Let $n\times n$ integer matrix $a \notin \mathbb{Z}[I]$ have (monic) minimal polynomial $f(x) \in \mathbb{Z}[x]$ of degree $d$.

Construct a $d\times n^2$ matrix $P$ containing the entries of $\{I,a,..,a^{d-1}\}$ expressed as consecutive rows.

Claim: $\mathbb{Q}[a] \cap M_n(\mathbb{Z})=\mathbb{Z}[a]$ if and only if the elementary divisors of (the Smith normal form of) $P$ are units.

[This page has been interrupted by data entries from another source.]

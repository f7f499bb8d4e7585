//! In-memory collaborators for local runs and tests.
//!
//! [`InMemoryObjectStore`] can be told to fail specific operations a fixed
//! number of times, which is how retry behaviour is exercised without a
//! real object store.

use crate::error::{MetadataError, ObjectStoreError};
use crate::metadata_store::{MetadataStore, RecordQuery, StatusUpdate};
use crate::model::{ImageRecord, StageName, StageRecord};
use crate::notifier::{Notification, NotificationSink, NotifyError};
use crate::object_store::{ByteRange, ObjectStore};
use async_trait::async_trait;
use bytes::Bytes;
use chrono::{DateTime, Utc};
use parking_lot::{Mutex, RwLock};
use std::collections::HashMap;
use std::time::{Duration, Instant};
use uuid::Uuid;

/// Operations a fault can be attached to
#[derive(Debug, Clone, Copy, PartialEq, Eq)]
pub enum StoreOp {
    Get,
    Put,
    Copy,
}

#[derive(Debug)]
struct Fault {
    op: StoreOp,
    key_contains: String,
    remaining: usize,
    error: ObjectStoreError,
}

#[derive(Debug, Clone)]
struct StoredObject {
    body: Bytes,
    content_type: String,
}

/// One recorded `get`
#[derive(Debug, Clone, PartialEq, Eq)]
pub struct ReadRecord {
    pub bucket: String,
    pub key: String,
    pub range: Option<ByteRange>,
}

#[derive(Default)]
pub struct InMemoryObjectStore {
    objects: RwLock<HashMap<(String, String), StoredObject>>,
    faults: Mutex<Vec<Fault>>,
    reads: Mutex<Vec<ReadRecord>>,
    copies: Mutex<Vec<(String, String)>>,
}

impl InMemoryObjectStore {
    pub fn new() -> Self {
        Self::default()
    }

    pub fn insert(&self, bucket: &str, key: &str, body: impl Into<Bytes>, content_type: &str) {
        self.objects.write().insert(
            (bucket.to_string(), key.to_string()),
            StoredObject {
                body: body.into(),
                content_type: content_type.to_string(),
            },
        );
    }

    pub fn object(&self, bucket: &str, key: &str) -> Option<Bytes> {
        self.objects
            .read()
            .get(&(bucket.to_string(), key.to_string()))
            .map(|o| o.body.clone())
    }

    pub fn content_type(&self, bucket: &str, key: &str) -> Option<String> {
        self.objects
            .read()
            .get(&(bucket.to_string(), key.to_string()))
            .map(|o| o.content_type.clone())
    }

    /// Sorted keys held in `bucket`
    pub fn keys(&self, bucket: &str) -> Vec<String> {
        let mut keys: Vec<String> = self
            .objects
            .read()
            .keys()
            .filter(|(b, _)| b == bucket)
            .map(|(_, k)| k.clone())
            .collect();
        keys.sort();
        keys
    }

    /// Fail the next `times` calls of `op` whose key contains `key_contains`
    pub fn fail_next(&self, op: StoreOp, key_contains: &str, times: usize, error: ObjectStoreError) {
        self.faults.lock().push(Fault {
            op,
            key_contains: key_contains.to_string(),
            remaining: times,
            error,
        });
    }

    pub fn reads(&self) -> Vec<ReadRecord> {
        self.reads.lock().clone()
    }

    /// Destination `(bucket, key)` of every successful copy
    pub fn copies(&self) -> Vec<(String, String)> {
        self.copies.lock().clone()
    }

    fn injected(&self, op: StoreOp, key: &str) -> Result<(), ObjectStoreError> {
        let mut faults = self.faults.lock();
        for fault in faults.iter_mut() {
            if fault.op == op && fault.remaining > 0 && key.contains(&fault.key_contains) {
                fault.remaining -= 1;
                return Err(fault.error.clone());
            }
        }
        Ok(())
    }
}

#[async_trait]
impl ObjectStore for InMemoryObjectStore {
    async fn get(
        &self,
        bucket: &str,
        key: &str,
        range: Option<ByteRange>,
    ) -> Result<Bytes, ObjectStoreError> {
        self.injected(StoreOp::Get, key)?;

        self.reads.lock().push(ReadRecord {
            bucket: bucket.to_string(),
            key: key.to_string(),
            range,
        });

        let body = self.object(bucket, key).ok_or_else(|| ObjectStoreError::NotFound {
            bucket: bucket.to_string(),
            key: key.to_string(),
        })?;

        Ok(match range {
            Some(r) => {
                let len = body.len() as u64;
                let start = r.start.min(len) as usize;
                let end = r.end.saturating_add(1).min(len) as usize;
                body.slice(start..end.max(start))
            }
            None => body,
        })
    }

    async fn put(
        &self,
        bucket: &str,
        key: &str,
        body: Bytes,
        content_type: &str,
    ) -> Result<(), ObjectStoreError> {
        self.injected(StoreOp::Put, key)?;
        self.insert(bucket, key, body, content_type);
        Ok(())
    }

    async fn copy(
        &self,
        src_bucket: &str,
        src_key: &str,
        dst_bucket: &str,
        dst_key: &str,
    ) -> Result<(), ObjectStoreError> {
        self.injected(StoreOp::Copy, dst_key)?;

        let source = self
            .objects
            .read()
            .get(&(src_bucket.to_string(), src_key.to_string()))
            .cloned()
            .ok_or_else(|| ObjectStoreError::NotFound {
                bucket: src_bucket.to_string(),
                key: src_key.to_string(),
            })?;

        self.objects
            .write()
            .insert((dst_bucket.to_string(), dst_key.to_string()), source);
        self.copies
            .lock()
            .push((dst_bucket.to_string(), dst_key.to_string()));
        Ok(())
    }

    async fn presign_put(
        &self,
        bucket: &str,
        key: &str,
        _content_type: &str,
        expires_in: Duration,
    ) -> Result<String, ObjectStoreError> {
        Ok(format!(
            "memory://{bucket}/{key}?expires={}",
            expires_in.as_secs()
        ))
    }
}

#[derive(Debug, Clone)]
struct Lease {
    owner: Uuid,
    expires_at: Instant,
}

#[derive(Default)]
pub struct InMemoryMetadataStore {
    records: RwLock<HashMap<String, ImageRecord>>,
    leases: Mutex<HashMap<String, Lease>>,
    stage_writes: Mutex<Vec<(String, StageName, StageRecord)>>,
}

impl InMemoryMetadataStore {
    pub fn new() -> Self {
        Self::default()
    }

    /// Replace or insert a record as-is
    pub fn insert(&self, record: ImageRecord) {
        self.records.write().insert(record.image_key.clone(), record);
    }

    pub fn record(&self, image_key: &str) -> Option<ImageRecord> {
        self.records.read().get(image_key).cloned()
    }

    /// Every stage write that was applied, in order
    pub fn stage_writes(&self) -> Vec<(String, StageName, StageRecord)> {
        self.stage_writes.lock().clone()
    }

    pub fn lease_owner(&self, image_key: &str) -> Option<Uuid> {
        self.leases
            .lock()
            .get(image_key)
            .filter(|l| l.expires_at > Instant::now())
            .map(|l| l.owner)
    }
}

#[async_trait]
impl MetadataStore for InMemoryMetadataStore {
    async fn create(&self, record: &ImageRecord) -> Result<bool, MetadataError> {
        let mut records = self.records.write();
        if records.contains_key(&record.image_key) {
            return Ok(false);
        }
        records.insert(record.image_key.clone(), record.clone());
        Ok(true)
    }

    async fn get(&self, image_key: &str) -> Result<Option<ImageRecord>, MetadataError> {
        Ok(self.record(image_key))
    }

    async fn put_stage(
        &self,
        image_key: &str,
        stage: StageName,
        record: &StageRecord,
    ) -> Result<bool, MetadataError> {
        let mut records = self.records.write();
        let existing = records
            .get_mut(image_key)
            .ok_or_else(|| MetadataError::NotFound(image_key.to_string()))?;

        if existing
            .stages
            .get(&stage)
            .is_some_and(|s| s.is_completed())
        {
            return Ok(false);
        }

        existing.stages.insert(stage, record.clone());
        existing.updated_at = Utc::now();
        self.stage_writes
            .lock()
            .push((image_key.to_string(), stage, record.clone()));
        Ok(true)
    }

    async fn put_status(&self, image_key: &str, update: &StatusUpdate) -> Result<bool, MetadataError> {
        let mut records = self.records.write();
        let existing = records
            .get_mut(image_key)
            .ok_or_else(|| MetadataError::NotFound(image_key.to_string()))?;

        if existing.status.is_terminal() {
            return Ok(false);
        }

        existing.status = update.status;
        if update.archived_location.is_some() {
            existing.archived_location = update.archived_location.clone();
        }
        if existing.error_message.is_none() {
            existing.error_message = update.error_message.clone();
        }
        existing.updated_at = Utc::now();
        Ok(true)
    }

    async fn query(&self, query: &RecordQuery) -> Result<Vec<ImageRecord>, MetadataError> {
        let mut matched: Vec<ImageRecord> = self
            .records
            .read()
            .values()
            .filter(|r| query.matches(r))
            .cloned()
            .collect();

        matched.sort_by(|a, b| b.upload_timestamp.cmp(&a.upload_timestamp));
        matched.truncate(query.limit.max(0) as usize);
        Ok(matched)
    }

    async fn acquire_lease(
        &self,
        image_key: &str,
        owner: Uuid,
        ttl: Duration,
    ) -> Result<bool, MetadataError> {
        if !self.records.read().contains_key(image_key) {
            return Ok(false);
        }

        let now = Instant::now();
        let mut leases = self.leases.lock();
        match leases.get(image_key) {
            Some(lease) if lease.owner != owner && lease.expires_at > now => Ok(false),
            _ => {
                leases.insert(
                    image_key.to_string(),
                    Lease {
                        owner,
                        expires_at: now + ttl,
                    },
                );
                Ok(true)
            }
        }
    }

    async fn release_lease(&self, image_key: &str, owner: Uuid) -> Result<(), MetadataError> {
        let mut leases = self.leases.lock();
        if leases.get(image_key).is_some_and(|l| l.owner == owner) {
            leases.remove(image_key);
        }
        Ok(())
    }

    async fn find_stalled(
        &self,
        older_than: DateTime<Utc>,
        limit: i64,
    ) -> Result<Vec<ImageRecord>, MetadataError> {
        let leased: Vec<String> = {
            let now = Instant::now();
            self.leases
                .lock()
                .iter()
                .filter(|(_, l)| l.expires_at > now)
                .map(|(k, _)| k.clone())
                .collect()
        };

        let mut stalled: Vec<ImageRecord> = self
            .records
            .read()
            .values()
            .filter(|r| {
                r.status == crate::model::ImageStatus::Processing
                    && r.updated_at < older_than
                    && !leased.contains(&r.image_key)
            })
            .cloned()
            .collect();

        stalled.sort_by(|a, b| a.updated_at.cmp(&b.updated_at));
        stalled.truncate(limit.max(0) as usize);
        Ok(stalled)
    }

    async fn ping(&self) -> Result<(), MetadataError> {
        Ok(())
    }
}

/// Keeps every notification it is given
#[derive(Default)]
pub struct RecordingNotifier {
    sent: Mutex<Vec<Notification>>,
}

impl RecordingNotifier {
    pub fn new() -> Self {
        Self::default()
    }

    pub fn sent(&self) -> Vec<Notification> {
        self.sent.lock().clone()
    }
}

#[async_trait]
impl NotificationSink for RecordingNotifier {
    async fn notify(&self, notification: &Notification) -> Result<(), NotifyError> {
        self.sent.lock().push(notification.clone());
        Ok(())
    }
}

#[cfg(test)]
mod tests {
    use super::*;
    use crate::model::{ImageStatus, StageStatus};

    #[tokio::test]
    async fn test_ranged_get_returns_prefix() {
        let store = InMemoryObjectStore::new();
        store.insert("uploads", "a.jpg", Bytes::from_static(b"0123456789abcdefgh"), "image/jpeg");

        let prefix = store
            .get("uploads", "a.jpg", Some(ByteRange::prefix(12)))
            .await
            .unwrap();
        assert_eq!(&prefix[..], b"0123456789ab");

        let short = InMemoryObjectStore::new();
        short.insert("uploads", "b.jpg", Bytes::from_static(b"abc"), "image/jpeg");
        let all = short
            .get("uploads", "b.jpg", Some(ByteRange::prefix(12)))
            .await
            .unwrap();
        assert_eq!(&all[..], b"abc");
    }

    #[tokio::test]
    async fn test_injected_faults_are_consumed() {
        let store = InMemoryObjectStore::new();
        store.fail_next(
            StoreOp::Put,
            "thumbnail",
            1,
            ObjectStoreError::Unavailable("503".into()),
        );

        let first = store
            .put("b", "processed/a.jpg/thumbnail.jpg", Bytes::new(), "image/jpeg")
            .await;
        assert!(matches!(first, Err(ObjectStoreError::Unavailable(_))));

        store
            .put("b", "processed/a.jpg/thumbnail.jpg", Bytes::new(), "image/jpeg")
            .await
            .unwrap();
        store
            .put("b", "processed/a.jpg/resized.jpg", Bytes::new(), "image/jpeg")
            .await
            .unwrap();
        assert_eq!(store.keys("b").len(), 2);
    }

    #[tokio::test]
    async fn test_completed_stage_is_not_overwritten() {
        let store = InMemoryMetadataStore::new();
        let record = ImageRecord::processing("uploads/a.jpg", "uploads", "image/jpeg", 1);
        assert!(store.create(&record).await.unwrap());
        assert!(!store.create(&record).await.unwrap());

        assert!(store
            .put_stage("uploads/a.jpg", StageName::Validation, &StageRecord::completed(1))
            .await
            .unwrap());
        assert!(!store
            .put_stage("uploads/a.jpg", StageName::Validation, &StageRecord::failed(1, "late"))
            .await
            .unwrap());

        let stored = store.record("uploads/a.jpg").unwrap();
        assert_eq!(stored.stages[&StageName::Validation].status, StageStatus::Completed);
    }

    #[tokio::test]
    async fn test_terminal_status_is_sticky() {
        let store = InMemoryMetadataStore::new();
        store
            .create(&ImageRecord::processing("k", "uploads", "image/jpeg", 1))
            .await
            .unwrap();

        let failed = StatusUpdate::failed(ImageStatus::Failed, "first");
        assert!(store.put_status("k", &failed).await.unwrap());
        assert!(!store
            .put_status("k", &StatusUpdate::completed("archive/x/"))
            .await
            .unwrap());

        let stored = store.record("k").unwrap();
        assert_eq!(stored.status, ImageStatus::Failed);
        assert_eq!(stored.error_message.as_deref(), Some("first"));
        assert!(stored.archived_location.is_none());
    }

    #[tokio::test]
    async fn test_lease_excludes_second_owner() {
        let store = InMemoryMetadataStore::new();
        store
            .create(&ImageRecord::processing("k", "uploads", "image/jpeg", 1))
            .await
            .unwrap();

        let (a, b) = (Uuid::new_v4(), Uuid::new_v4());
        assert!(store.acquire_lease("k", a, Duration::from_secs(60)).await.unwrap());
        assert!(!store.acquire_lease("k", b, Duration::from_secs(60)).await.unwrap());

        store.release_lease("k", a).await.unwrap();
        assert!(store.acquire_lease("k", b, Duration::from_secs(60)).await.unwrap());
        assert_eq!(store.lease_owner("k"), Some(b));
    }
}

To motivate this let's look at two examples:

Example 1: Let $a = \begin{pmatrix} 1&2 \\ 4&3 \end{pmatrix}$, whose minimal polynomial is $x^2 - 4x - 5$. Thus we look at the matrix whose rows represent the powers of $a$ less than the degree of this minimal polynomial:

$$\begin{pmatrix} 1&0&0&1 \\ 1&2&4&3 \end{pmatrix}$$

and reduce it to Smith normal form:

$$\begin{pmatrix} 1&0&0&0 \\ 0&2&0&0 \end{pmatrix}$$

The fact that the last elementary divisor is greater than 1 corresponds to a linear combination of $I$ and $a$ with coprime coefficients, say:

$$\begin{pmatrix} 1&0 \\ 0&1 \end{pmatrix} + \begin{pmatrix} 1&2 \\ 4&3 \end{pmatrix}$$

which is twice (and the smallest multiple of) $\begin{pmatrix} 1&1 \\ 2&2 \end{pmatrix}$ in $\mathbb{Z}[a]$. But that integer matrix does occur in $\mathbb{Q}[a]$ and thus we don't have $\mathbb{Q}[a] \cap M_n(\mathbb{Z})=\mathbb{Z}[a]$.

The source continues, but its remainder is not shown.